_About this task_: Only the lines from the beginning of the data below through the line containing "use std::path::PathBuf;" belong in the response, each copied exactly.

BEGIN Supplied data

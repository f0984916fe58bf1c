//! Run-level error types
//!
//! Every failure in a synthesis run ends up as a single [`SynthesisError`].
//! Resolution and dispatch failures are collected first and reported together
//! through [`BatchError`], so the caller always sees the complete accounting.

use std::fmt;
use std::path::PathBuf;
use std::time::Duration;

use thiserror::Error;

use crate::core::audio::AudioError;
use crate::core::client::ClientError;
use crate::core::voice::{CatalogError, ResolutionError};

/// Result type for synthesis runs
pub type SynthesisResult<T> = Result<T, SynthesisError>;

/// Backend call that failed for a segment
#[derive(Debug, Clone, Copy, PartialEq, Eq)]
pub enum SegmentStage {
    /// `generate query` round-trip
    AudioQuery,
    /// `render query to audio` round-trip
    Synthesis,
}

impl fmt::Display for SegmentStage {
    fn fmt(&self, f: &mut fmt::Formatter<'_>) -> fmt::Result {
        match self {
            SegmentStage::AudioQuery => f.write_str("audio query"),
            SegmentStage::Synthesis => f.write_str("synthesis"),
        }
    }
}

/// Aggregated failure report for one run
///
/// Carries every individual failure message in segment order plus the total
/// count. A non-empty batch error fails the whole run.
#[derive(Error, Debug, Clone, PartialEq, Eq)]
#[error("{total} errors occurred during synthesis batch:\n- {}", .details.join("\n- "))]
pub struct BatchError {
    pub total: usize,
    pub details: Vec<String>,
}

impl BatchError {
    pub fn new(details: Vec<String>) -> Self {
        Self {
            total: details.len(),
            details,
        }
    }
}

/// Comprehensive error type for a synthesis run
#[derive(Error, Debug)]
pub enum SynthesisError {
    /// Backend transport, status or body failure outside a segment context
    #[error(transparent)]
    Client(#[from] ClientError),

    /// Voice catalog could not be built
    #[error(transparent)]
    Catalog(#[from] CatalogError),

    /// No voice id derivable for a segment tag
    #[error(transparent)]
    Resolution(#[from] ResolutionError),

    /// Malformed payload or empty assembly input
    #[error(transparent)]
    Audio(#[from] AudioError),

    /// A backend round-trip failed for one segment
    #[error("segment {index} {stage} failed: {source}")]
    Segment {
        index: usize,
        stage: SegmentStage,
        #[source]
        source: ClientError,
    },

    /// A segment did not finish before its deadline
    #[error("segment {index} timed out after {} ms", .timeout.as_millis())]
    SegmentTimeout { index: usize, timeout: Duration },

    /// A dispatched segment observed cancellation
    #[error("segment {index} was cancelled")]
    SegmentCancelled { index: usize },

    /// The run context was cancelled
    #[error("synthesis run was cancelled")]
    Cancelled,

    /// The script produced no segments to synthesize
    #[error("no valid segments could be extracted from the script")]
    NoSegments,

    /// One or more segments failed; nothing was written
    #[error(transparent)]
    Batch(#[from] BatchError),

    /// Writing the final artifact failed
    #[error("failed to write output {}: {source}", .path.display())]
    Output {
        path: PathBuf,
        #[source]
        source: std::io::Error,
    },

    /// Engine settings are unusable
    #[error("invalid configuration: {0}")]
    InvalidConfiguration(String),
}

#[cfg(test)]
mod tests {
    use super::*;

    #[test]
    fn test_batch_error_lists_every_failure() {
        let err = BatchError::new(vec!["first".to_string(), "second".to_string()]);
        assert_eq!(err.total, 2);
        assert_eq!(
            err.to_string(),
            "2 errors occurred during synthesis batch:\n- first\n- second"
        );
    }

    #[test]
    fn test_batch_error_passes_through_synthesis_error() {
        let batch = BatchError::new(vec!["segment 0 failed".to_string()]);
        let err = SynthesisError::from(batch.clone());

        assert_eq!(err.to_string(), batch.to_string());
        assert!(std::error::Error::source(&batch).is_none());
    }

    #[test]
    fn test_segment_error_message() {
        let err = SynthesisError::Segment {
            index: 3,
            stage: SegmentStage::Synthesis,
            source: ClientError::Network {
                endpoint: "/synthesis".to_string(),
                details: "connection reset".to_string(),
            },
        };
        let msg = err.to_string();
        assert!(msg.starts_with("segment 3 synthesis failed"));
        assert!(msg.contains("connection reset"));
    }

    #[test]
    fn test_timeout_message_in_millis() {
        let err = SynthesisError::SegmentTimeout {
            index: 0,
            timeout: Duration::from_millis(1500),
        };
        assert_eq!(err.to_string(), "segment 0 timed out after 1500 ms");
    }
}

END Supplied data

_Answer to this problem_:
repository f0984916fe58bf1c
//! Run-level error types
//!
//! Every failure in a synthesis run ends up as a single [`SynthesisError`].
//! Resolution and dispatch failures are collected first and reported together
//! through [`BatchError`], so the caller always sees the complete accounting.

use std::fmt;
use std::path::PathBuf;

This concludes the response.